[Collected data entries]

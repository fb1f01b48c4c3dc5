use super::playback::{AudioOutput, OutputProvider, PlaybackUnit, UnitId};
use super::AudioError;
use cpal::traits::{DeviceTrait, HostTrait, StreamTrait};
use std::collections::HashMap;
use std::sync::atomic::{AtomicU64, Ordering};
use std::sync::mpsc::{self, Sender};
use std::sync::{Arc, Mutex};
use std::thread;
use std::time::Duration;

const INIT_TIMEOUT: Duration = Duration::from_secs(5);

/// Opens the default output device
#[derive(Debug, Clone, Default)]
pub struct CpalOutputProvider;

impl OutputProvider for CpalOutputProvider {
    fn open(&self) -> Result<Arc<dyn AudioOutput>, AudioError> {
        Ok(Arc::new(CpalOutput::new()?))
    }
}

/// One scheduled unit inside the mixer
struct Voice {
    samples: Arc<[f32]>,
    start_frame: u64,
    // Source samples advanced per output frame
    step: f64,
    position: f64,
}

impl Voice {
    fn sample_at(&self) -> f32 {
        let idx = self.position.floor() as usize;
        let fract = (self.position - idx as f64) as f32;
        let a = self.samples.get(idx).copied().unwrap_or(0.0);
        let b = self.samples.get(idx + 1).copied().unwrap_or(0.0);
        a * (1.0 - fract) + b * fract
    }

    fn finished(&self) -> bool {
        self.position >= self.samples.len() as f64
    }
}

/// Mixes scheduled voices into output frames and counts rendered frames
struct Mixer {
    voices: HashMap<UnitId, Voice>,
    device_rate: u32,
    frames_rendered: Arc<AtomicU64>,
}

impl Mixer {
    fn new(device_rate: u32, frames_rendered: Arc<AtomicU64>) -> Self {
        Self {
            voices: HashMap::new(),
            device_rate,
            frames_rendered,
        }
    }

    fn schedule(&mut self, id: UnitId, unit: &PlaybackUnit) {
        let start_frame = (unit.scheduled_start() * self.device_rate as f64).round().max(0.0) as u64;
        let step = unit.sample_rate_hz() as f64 / self.device_rate as f64 * unit.playback_rate() as f64;
        self.voices.insert(
            id,
            Voice {
                samples: unit.shared_buffer(),
                start_frame,
                step,
                position: 0.0,
            },
        );
    }

    /// Fill an interleaved buffer, writing the mono mix to every channel
    fn render(&mut self, data: &mut [f32], channels: usize) {
        let base = self.frames_rendered.load(Ordering::Acquire);
        let mut frames = 0u64;

        for (i, frame) in data.chunks_mut(channels).enumerate() {
            let now = base + i as u64;
            let mut mix = 0.0f32;
            for voice in self.voices.values_mut() {
                if now >= voice.start_frame && !voice.finished() {
                    mix += voice.sample_at();
                    voice.position += voice.step;
                }
            }
            let mix = mix.clamp(-1.0, 1.0);
            for channel in frame.iter_mut() {
                *channel = mix;
            }
            frames += 1;
        }

        self.voices.retain(|_, v| !v.finished());
        self.frames_rendered.store(base + frames, Ordering::Release);
    }
}

/// cpal output device exposing a monotonic clock derived from rendered frames.
///
/// The stream is owned by a dedicated thread; dropping the output stops it.
pub struct CpalOutput {
    mixer: Arc<Mutex<Mixer>>,
    frames_rendered: Arc<AtomicU64>,
    device_rate: u32,
    stop_sender: Option<Sender<()>>,
    audio_thread: Option<thread::JoinHandle<()>>,
}

impl CpalOutput {
    pub fn new() -> Result<Self, AudioError> {
        let host = cpal::default_host();
        let device = host
            .default_output_device()
            .ok_or_else(|| AudioError::Device("No output device found".to_string()))?;
        log::debug!("🔊 Using output device: {:?}", device.name());

        let supported_config = device
            .default_output_config()
            .map_err(|e| AudioError::Device(e.to_string()))?;
        let device_rate = supported_config.sample_rate().0;
        let channels = supported_config.channels() as usize;
        log::info!("🔊 Output: {}Hz, {} channels", device_rate, channels);

        let frames_rendered = Arc::new(AtomicU64::new(0));
        let mixer = Arc::new(Mutex::new(Mixer::new(device_rate, frames_rendered.clone())));
        let callback_mixer = mixer.clone();

        let (stop_sender, stop_receiver) = mpsc::channel::<()>();
        let (init_sender, init_receiver) = mpsc::sync_channel::<Result<(), AudioError>>(1);

        let audio_thread = thread::spawn(move || {
            let stream = device.build_output_stream(
                &supported_config.config(),
                move |data: &mut [f32], _: &cpal::OutputCallbackInfo| match callback_mixer.lock() {
                    Ok(mut mixer) => mixer.render(data, channels),
                    Err(_) => data.fill(0.0),
                },
                |err| log::error!("🔊 Output stream error: {}", err),
                None,
            );
            let stream = match stream.map_err(|e| AudioError::Stream(e.to_string())).and_then(|s| {
                s.play().map_err(|e| AudioError::Stream(e.to_string()))?;
                Ok(s)
            }) {
                Ok(stream) => stream,
                Err(e) => {
                    let _ = init_sender.send(Err(e));
                    return;
                }
            };
            let _ = init_sender.send(Ok(()));

            let _ = stop_receiver.recv();
            drop(stream);
            log::debug!("🔊 Output thread exiting");
        });

        match init_receiver.recv_timeout(INIT_TIMEOUT) {
            Ok(Ok(())) => Ok(Self {
                mixer,
                frames_rendered,
                device_rate,
                stop_sender: Some(stop_sender),
                audio_thread: Some(audio_thread),
            }),
            Ok(Err(e)) => {
                let _ = audio_thread.join();
                Err(e)
            }
            Err(_) => Err(AudioError::Device("Output device did not start in time".to_string())),
        }
    }

    fn with_mixer(&self, f: impl FnOnce(&mut Mixer)) {
        match self.mixer.lock() {
            Ok(mut mixer) => f(&mut mixer),
            Err(_) => log::error!("🔊 Mixer lock poisoned"),
        }
    }
}

impl AudioOutput for CpalOutput {
    fn current_time(&self) -> f64 {
        self.frames_rendered.load(Ordering::Acquire) as f64 / self.device_rate as f64
    }

    fn start(&self, id: UnitId, unit: &PlaybackUnit) {
        self.with_mixer(|mixer| mixer.schedule(id, unit));
    }

    fn stop(&self, id: UnitId) {
        self.with_mixer(|mixer| {
            mixer.voices.remove(&id);
        });
    }
}

impl Drop for CpalOutput {
    fn drop(&mut self) {
        if let Some(sender) = self.stop_sender.take() {
            let _ = sender.send(());
        }
        if let Some(thread) = self.audio_thread.take() {
            if thread.join().is_err() {
                log::error!("🔊 Output thread panicked");
            }
        }
    }
}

• [ACTION ITEM]
Go through the entries and copy every line that has "Some".

• [ANSWER FOR THE TASK]
                stop_sender: Some(stop_sender),
                audio_thread: Some(audio_thread),
        if let Some(sender) = self.stop_sender.take() {
        if let Some(thread) = self.audio_thread.take() {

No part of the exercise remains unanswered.